Artists

Irreversible Entanglements

USA

"It's something that is an integral part of our work, a constant practice, dreaming, speculating and imagining the future within our community," describes poet Camae Ayewa in an interview with Paste Magazine. One of the founding members of the Philadelphia-based free-jazz collective Irreversible Entanglements, last year's collaboration with legendary jazz label Impulse! has placed the group among the genre's leading figures such as Alice and John Coltrane and Pharaoah Sanders. Despite their successes, the quintet of Ayewa (aka Moor Mother), drummer Tcheser Holmes, trumpeter Aquiles Navarro, saxophonist Keir Neuringer and bassist Luke Stewart don't forget their DIY roots on their latest record, Protect Your Light, which heralds a self-reflexive turnaround.

This was three years after the movement against police brutality and racially motivated violence against African Americans was in full swing in the United States. Shortly after the death of a young Akai Gurley in 2015, a protest concert, Musicians Against Police Brutality, was held at the now-shuttered DIY space Silent Barn, where, coincidentally, members of the future Irreversible Entanglements met. Two years later, in one day, they recorded an eponymous album that was hailed by critics as not only the album of the year, but one of the best of the decade. They were able to repeat similar success with Who Sent You? (2020) and Open the Gates (2021), which have received comparisons to the works of the New York Art Quartet and Sun Ra Arkestra from outlets such as The Wire, The Quietus, and NPR.

Their improvised, confrontational way of playing in conjunction with the spoken word is devoid of any abstraction, opting instead for a form of clear, ritualistic appeal full of anger. Themes of racism, gentrification, capitalism, and care for community have caused the Irreversible Entanglements to establish themselves as a protest music collective that continually subjects the question of African American existence and memory to revision, and seeks to incite new forms of Afrofuturism, to which Ayewa herself readily subscribes.

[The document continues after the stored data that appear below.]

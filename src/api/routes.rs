//! API Routes
//!
//! Configures the Axum router with the caching layer's operational
//! endpoints. The router is mountable: the host backend nests it under its
//! admin surface, and the standalone binary serves it directly.

use axum::{
    routing::{delete, get, post},
    Router,
};
use tower_http::{
    cors::{Any, CorsLayer},
    trace::TraceLayer,
};

use super::handlers::{
    clear_and_warm_handler, delete_key_handler, flush_handler, health_handler,
    invalidate_handler, reset_stats_handler, stats_handler, warm_handler, AppState,
};

/// Creates the operational router.
///
/// # Endpoints
/// - `GET /health` - Liveness and cache status
/// - `GET /stats` - Hit/miss statistics plus store introspection
/// - `POST /stats/reset` - Zero the statistics counters
/// - `POST /warm` - Trigger a manual warming run
/// - `POST /clear-and-warm` - Clear the namespace, then warm
/// - `POST /invalidate` - Purge keys matching a pattern
/// - `DELETE /keys/:key` - Delete a single key
/// - `DELETE /flush` - Clear the whole namespace
///
/// # Middleware
/// - CORS: Allows any origin (configurable for production)
/// - Tracing: Logs all requests for debugging
pub fn create_router(state: AppState) -> Router {
    // Configure CORS middleware
    let cors = CorsLayer::new()
        .allow_origin(Any)
        .allow_methods(Any)
        .allow_headers(Any);

    Router::new()
        .route("/health", get(health_handler))
        .route("/stats", get(stats_handler))
        .route("/stats/reset", post(reset_stats_handler))
        .route("/warm", post(warm_handler))
        .route("/clear-and-warm", post(clear_and_warm_handler))
        .route("/invalidate", post(invalidate_handler))
        .route("/keys/:key", delete(delete_key_handler))
        .route("/flush", delete(flush_handler))
        .layer(cors)
        .layer(TraceLayer::new_for_http())
        .with_state(state)
}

The fourth album Protect Your Light is the official end of the collaboration with the independent label International Anthem and at the same time an effort to highlight the importance of the individual and his future within the decaying political reality. In the context of Irreversible Entanglements' career to date, this is a stylistic shift that does not abandon its original political starting points, but seeks to experiment with a new, more ordered form and more subtle rhetoric.